[Dataset records]
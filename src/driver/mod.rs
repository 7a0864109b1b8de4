//! Browser driver contract
//!
//! The page helpers only talk to a browser through [`Driver`]. A [`Locator`]
//! is a description of which nodes to act on, never a handle: every driver
//! call resolves it again against the live DOM.

pub mod chrome;

use crate::error::{Result, UiError};
use async_trait::async_trait;
use regex::Regex;
use serde_json::json;
use std::fmt;
use std::time::Duration;

pub use chrome::{ChromeBrowser, ChromeSession, ConnectionMode};

/// Text constraint applied after the CSS selector has matched
#[derive(Debug, Clone)]
pub enum TextFilter {
    /// Case-insensitive substring of the whitespace-normalised text
    Contains(String),
    /// Regular expression tested against the raw rendered text
    Matches(Regex),
}

impl TextFilter {
    /// Regex matching `label` exactly, ignoring surrounding whitespace.
    pub fn exact_trimmed(label: &str) -> Result<Self> {
        let pattern = format!(r"^\s*{}\s*$", regex::escape(label));
        Regex::new(&pattern)
            .map(TextFilter::Matches)
            .map_err(|e| UiError::Driver(format!("Invalid label pattern for '{}': {}", label, e)))
    }

    /// Whether `text` (rendered text of one node) passes the filter.
    pub fn is_match(&self, text: &str) -> bool {
        match self {
            TextFilter::Contains(needle) => normalize_whitespace(text)
                .to_lowercase()
                .contains(&normalize_whitespace(needle).to_lowercase()),
            TextFilter::Matches(re) => re.is_match(text),
        }
    }

    fn to_json(&self) -> serde_json::Value {
        match self {
            TextFilter::Contains(text) => json!({ "kind": "contains", "text": text }),
            TextFilter::Matches(re) => json!({ "kind": "regex", "source": re.as_str() }),
        }
    }
}

/// Lazy reference to zero or more DOM nodes
#[derive(Debug, Clone)]
pub struct Locator {
    selector: String,
    filter: Option<TextFilter>,
    index: Option<usize>,
}

impl Locator {
    pub fn new(selector: impl Into<String>) -> Self {
        Self {
            selector: selector.into(),
            filter: None,
            index: None,
        }
    }

    /// Keep only nodes whose text contains `text`
    pub fn has_text(mut self, text: impl Into<String>) -> Self {
        self.filter = Some(TextFilter::Contains(text.into()));
        self
    }

    pub fn with_filter(mut self, filter: TextFilter) -> Self {
        self.filter = Some(filter);
        self
    }

    /// Restrict to descendants of `scope`. An empty scope is a no-op.
    pub fn within(mut self, scope: &str) -> Self {
        if !scope.trim().is_empty() {
            self.selector = format!("{} {}", scope.trim(), self.selector);
        }
        self
    }

    /// Pick the `index`-th match (0-based) after filtering
    pub fn nth(mut self, index: usize) -> Self {
        self.index = Some(index);
        self
    }

    pub fn first(self) -> Self {
        self.nth(0)
    }

    pub fn selector(&self) -> &str {
        &self.selector
    }

    pub fn filter(&self) -> Option<&TextFilter> {
        self.filter.as_ref()
    }

    pub fn index(&self) -> Option<usize> {
        self.index
    }

    /// JSON form understood by the in-page locator script
    pub fn to_json(&self) -> serde_json::Value {
        json!({
            "selector": self.selector,
            "filter": self.filter.as_ref().map(TextFilter::to_json),
            "index": self.index,
        })
    }
}

impl fmt::Display for Locator {
    fn fmt(&self, f: &mut fmt::Formatter<'_>) -> fmt::Result {
        write!(f, "{}", self.selector)?;
        match &self.filter {
            Some(TextFilter::Contains(text)) => write!(f, " [has text \"{}\"]", text)?,
            Some(TextFilter::Matches(re)) => write!(f, " [text =~ /{}/]", re.as_str())?,
            None => {}
        }
        if let Some(index) = self.index {
            write!(f, " [nth={}]", index)?;
        }
        Ok(())
    }
}

/// State a locator must reach before the caller proceeds
#[derive(Debug, Clone, Copy, PartialEq, Eq)]
pub enum WaitState {
    /// At least one node is in the DOM
    Attached,
    /// At least one node is rendered with a non-empty box
    Visible,
}

impl fmt::Display for WaitState {
    fn fmt(&self, f: &mut fmt::Formatter<'_>) -> fmt::Result {
        match self {
            WaitState::Attached => write!(f, "attached"),
            WaitState::Visible => write!(f, "visible"),
        }
    }
}

/// Inline style properties forced onto matched nodes
#[derive(Debug, Clone, PartialEq, Eq)]
pub struct StyleOverride {
    pub background_color: String,
    pub border: String,
    pub color: String,
}

impl StyleOverride {
    pub fn to_json(&self) -> serde_json::Value {
        json!({
            "backgroundColor": self.background_color,
            "border": self.border,
            "color": self.color,
        })
    }
}

/// Primitives a browser backend must supply.
///
/// Single-node operations are strict: they fail when the locator resolves to
/// no node or to more than one.
#[async_trait]
pub trait Driver: Send + Sync {
    /// Load `url` and wait for the navigation to settle
    async fn navigate(&self, url: &str) -> Result<()>;

    async fn current_url(&self) -> Result<String>;

    /// Poll until `locator` reaches `state`, failing with
    /// `ElementNotFound` once `timeout` elapses
    async fn wait_for(&self, locator: &Locator, state: WaitState, timeout: Duration)
        -> Result<()>;

    async fn click(&self, locator: &Locator) -> Result<()>;

    /// Replace the field's value with `value`
    async fn fill(&self, locator: &Locator, value: &str) -> Result<()>;

    async fn input_value(&self, locator: &Locator) -> Result<String>;

    async fn press(&self, locator: &Locator, key: &str) -> Result<()>;

    /// Rendered text of every match, in document order
    async fn text_contents(&self, locator: &Locator) -> Result<Vec<String>>;

    /// Layout-aware text (line breaks for `<br>` and blocks) of the single match
    async fn inner_text(&self, locator: &Locator) -> Result<String>;

    /// Apply `style` to every match; returns how many nodes were styled
    async fn apply_style(&self, locator: &Locator, style: &StyleOverride) -> Result<usize>;

    /// Scroll the match into view unless it already is; returns whether it scrolled
    async fn scroll_into_view_if_needed(&self, locator: &Locator) -> Result<bool>;

    /// PNG capture of the viewport
    async fn screenshot(&self) -> Result<Vec<u8>>;

    async fn close(&self) -> Result<()>;
}

/// Collapse whitespace runs to single spaces and trim
pub fn normalize_whitespace(text: &str) -> String {
    text.split_whitespace().collect::<Vec<_>>().join(" ")
}
use thiserror::Error;

#[derive(Error, Debug)]
pub enum UiError {
    #[error("Navigation failed: {0}")]
    Navigation(String),

    #[error("Assertion failed: {0}")]
    Assertion(String),

    #[error("Element not found: '{selector}' never became {state}")]
    ElementNotFound { selector: String, state: String },

    #[error("Highlight failed: {0}")]
    Highlight(String),

    #[error("Failed to launch Chrome: {0}")]
    LaunchFailed(String),

    #[error("Failed to connect to Chrome: {0}")]
    ConnectionFailed(String),

    #[error("Timed out: {0}")]
    Timeout(String),

    #[error("Step '{step}' failed: {source}")]
    Step {
        step: String,
        #[source]
        source: Box<UiError>,
    },

    #[error("Configuration error: {0}")]
    Config(String),

    #[error("Driver error: {0}")]
    Driver(String),

    #[error("CDP error: {0}")]
    Cdp(#[from] chromiumoxide::error::CdpError),

    #[error("I/O error: {0}")]
    Io(#[from] std::io::Error),

    #[error("Data error: {0}")]
    Data(#[from] serde_json::Error),
}

impl UiError {
    /// Shorthand for an assertion failure with a formatted message.
    pub fn assertion(message: impl Into<String>) -> Self {
        UiError::Assertion(message.into())
    }

    /// True when the error means the target element was never present.
    pub fn is_not_found(&self) -> bool {
        match self {
            UiError::ElementNotFound { .. } => true,
            UiError::Step { source, .. } => source.is_not_found(),
            _ => false,
        }
    }
}

pub type Result<T> = std::result::Result<T, UiError>;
[/Dataset records]
> _Work instructions_:
Print the material exactly as written, omitting nothing.

> _Problem solution_:
filename src/driver/mod.rs
repository 7a0864109b1b8de4
//! Browser driver contract
//!
//! The page helpers only talk to a browser through [`Driver`]. A [`Locator`]
//! is a description of which nodes to act on, never a handle: every driver
//! call resolves it again against the live DOM.

pub mod chrome;

use crate::error::{Result, UiError};
use async_trait::async_trait;
use regex::Regex;
use serde_json::json;
use std::fmt;
use std::time::Duration;

pub use chrome::{ChromeBrowser, ChromeSession, ConnectionMode};

/// Text constraint applied after the CSS selector has matched
#[derive(Debug, Clone)]
pub enum TextFilter {
    /// Case-insensitive substring of the whitespace-normalised text
    Contains(String),
    /// Regular expression tested against the raw rendered text
    Matches(Regex),
}

impl TextFilter {
    /// Regex matching `label` exactly, ignoring surrounding whitespace.
    pub fn exact_trimmed(label: &str) -> Result<Self> {
        let pattern = format!(r"^\s*{}\s*$", regex::escape(label));
        Regex::new(&pattern)
            .map(TextFilter::Matches)
            .map_err(|e| UiError::Driver(format!("Invalid label pattern for '{}': {}", label, e)))
    }

    /// Whether `text` (rendered text of one node) passes the filter.
    pub fn is_match(&self, text: &str) -> bool {
        match self {
            TextFilter::Contains(needle) => normalize_whitespace(text)
                .to_lowercase()
                .contains(&normalize_whitespace(needle).to_lowercase()),
            TextFilter::Matches(re) => re.is_match(text),
        }
    }

    fn to_json(&self) -> serde_json::Value {
        match self {
            TextFilter::Contains(text) => json!({ "kind": "contains", "text": text }),
            TextFilter::Matches(re) => json!({ "kind": "regex", "source": re.as_str() }),
        }
    }
}

/// Lazy reference to zero or more DOM nodes
#[derive(Debug, Clone)]
pub struct Locator {
    selector: String,
    filter: Option<TextFilter>,
    index: Option<usize>,
}

impl Locator {
    pub fn new(selector: impl Into<String>) -> Self {
        Self {
            selector: selector.into(),
            filter: None,
            index: None,
        }
    }

    /// Keep only nodes whose text contains `text`
    pub fn has_text(mut self, text: impl Into<String>) -> Self {
        self.filter = Some(TextFilter::Contains(text.into()));
        self
    }

    pub fn with_filter(mut self, filter: TextFilter) -> Self {
        self.filter = Some(filter);
        self
    }

    /// Restrict to descendants of `scope`. An empty scope is a no-op.
    pub fn within(mut self, scope: &str) -> Self {
        if !scope.trim().is_empty() {
            self.selector = format!("{} {}", scope.trim(), self.selector);
        }
        self
    }

    /// Pick the `index`-th match (0-based) after filtering
    pub fn nth(mut self, index: usize) -> Self {
        self.index = Some(index);
        self
    }

    pub fn first(self) -> Self {
        self.nth(0)
    }

    pub fn selector(&self) -> &str {
        &self.selector
    }

    pub fn filter(&self) -> Option<&TextFilter> {
        self.filter.as_ref()
    }

    pub fn index(&self) -> Option<usize> {
        self.index
    }

    /// JSON form understood by the in-page locator script
    pub fn to_json(&self) -> serde_json::Value {
        json!({
            "selector": self.selector,
            "filter": self.filter.as_ref().map(TextFilter::to_json),
            "index": self.index,
        })
    }
}

impl fmt::Display for Locator {
    fn fmt(&self, f: &mut fmt::Formatter<'_>) -> fmt::Result {
        write!(f, "{}", self.selector)?;
        match &self.filter {
            Some(TextFilter::Contains(text)) => write!(f, " [has text \"{}\"]", text)?,
            Some(TextFilter::Matches(re)) => write!(f, " [text =~ /{}/]", re.as_str())?,
            None => {}
        }
        if let Some(index) = self.index {
            write!(f, " [nth={}]", index)?;
        }
        Ok(())
    }
}

/// State a locator must reach before the caller proceeds
#[derive(Debug, Clone, Copy, PartialEq, Eq)]
pub enum WaitState {
    /// At least one node is in the DOM
    Attached,
    /// At least one node is rendered with a non-empty box
    Visible,
}

impl fmt::Display for WaitState {
    fn fmt(&self, f: &mut fmt::Formatter<'_>) -> fmt::Result {
        match self {
            WaitState::Attached => write!(f, "attached"),
            WaitState::Visible => write!(f, "visible"),
        }
    }
}

/// Inline style properties forced onto matched nodes
#[derive(Debug, Clone, PartialEq, Eq)]
pub struct StyleOverride {
    pub background_color: String,
    pub border: String,
    pub color: String,
}

impl StyleOverride {
    pub fn to_json(&self) -> serde_json::Value {
        json!({
            "backgroundColor": self.background_color,
            "border": self.border,
            "color": self.color,
        })
    }
}

/// Primitives a browser backend must supply.
///
/// Single-node operations are strict: they fail when the locator resolves to
/// no node or to more than one.
#[async_trait]
pub trait Driver: Send + Sync {
    /// Load `url` and wait for the navigation to settle
    async fn navigate(&self, url: &str) -> Result<()>;

    async fn current_url(&self) -> Result<String>;

    /// Poll until `locator` reaches `state`, failing with
    /// `ElementNotFound` once `timeout` elapses
    async fn wait_for(&self, locator: &Locator, state: WaitState, timeout: Duration)
        -> Result<()>;

    async fn click(&self, locator: &Locator) -> Result<()>;

    /// Replace the field's value with `value`
    async fn fill(&self, locator: &Locator, value: &str) -> Result<()>;

    async fn input_value(&self, locator: &Locator) -> Result<String>;

    async fn press(&self, locator: &Locator, key: &str) -> Result<()>;

    /// Rendered text of every match, in document order
    async fn text_contents(&self, locator: &Locator) -> Result<Vec<String>>;

    /// Layout-aware text (line breaks for `<br>` and blocks) of the single match
    async fn inner_text(&self, locator: &Locator) -> Result<String>;

    /// Apply `style` to every match; returns how many nodes were styled
    async fn apply_style(&self, locator: &Locator, style: &StyleOverride) -> Result<usize>;

    /// Scroll the match into view unless it already is; returns whether it scrolled
    async fn scroll_into_view_if_needed(&self, locator: &Locator) -> Result<bool>;

    /// PNG capture of the viewport
    async fn screenshot(&self) -> Result<Vec<u8>>;

    async fn close(&self) -> Result<()>;
}

/// Collapse whitespace runs to single spaces and trim
pub fn normalize_whitespace(text: &str) -> String {
    text.split_whitespace().collect::<Vec<_>>().join(" ")
}
use thiserror::Error;

#[derive(Error, Debug)]
pub enum UiError {
    #[error("Navigation failed: {0}")]
    Navigation(String),

    #[error("Assertion failed: {0}")]
    Assertion(String),

    #[error("Element not found: '{selector}' never became {state}")]
    ElementNotFound { selector: String, state: String },

    #[error("Highlight failed: {0}")]
    Highlight(String),

    #[error("Failed to launch Chrome: {0}")]
    LaunchFailed(String),

    #[error("Failed to connect to Chrome: {0}")]
    ConnectionFailed(String),

    #[error("Timed out: {0}")]
    Timeout(String),

    #[error("Step '{step}' failed: {source}")]
    Step {
        step: String,
        #[source]
        source: Box<UiError>,
    },

    #[error("Configuration error: {0}")]
    Config(String),

    #[error("Driver error: {0}")]
    Driver(String),

    #[error("CDP error: {0}")]
    Cdp(#[from] chromiumoxide::error::CdpError),

    #[error("I/O error: {0}")]
    Io(#[from] std::io::Error),

    #[error("Data error: {0}")]
    Data(#[from] serde_json::Error),
}

impl UiError {
    /// Shorthand for an assertion failure with a formatted message.
    pub fn assertion(message: impl Into<String>) -> Self {
        UiError::Assertion(message.into())
    }

    /// True when the error means the target element was never present.
    pub fn is_not_found(&self) -> bool {
        match self {
            UiError::ElementNotFound { .. } => true,
            UiError::Step { source, .. } => source.is_not_found(),
            _ => false,
        }
    }
}

pub type Result<T> = std::result::Result<T, UiError>;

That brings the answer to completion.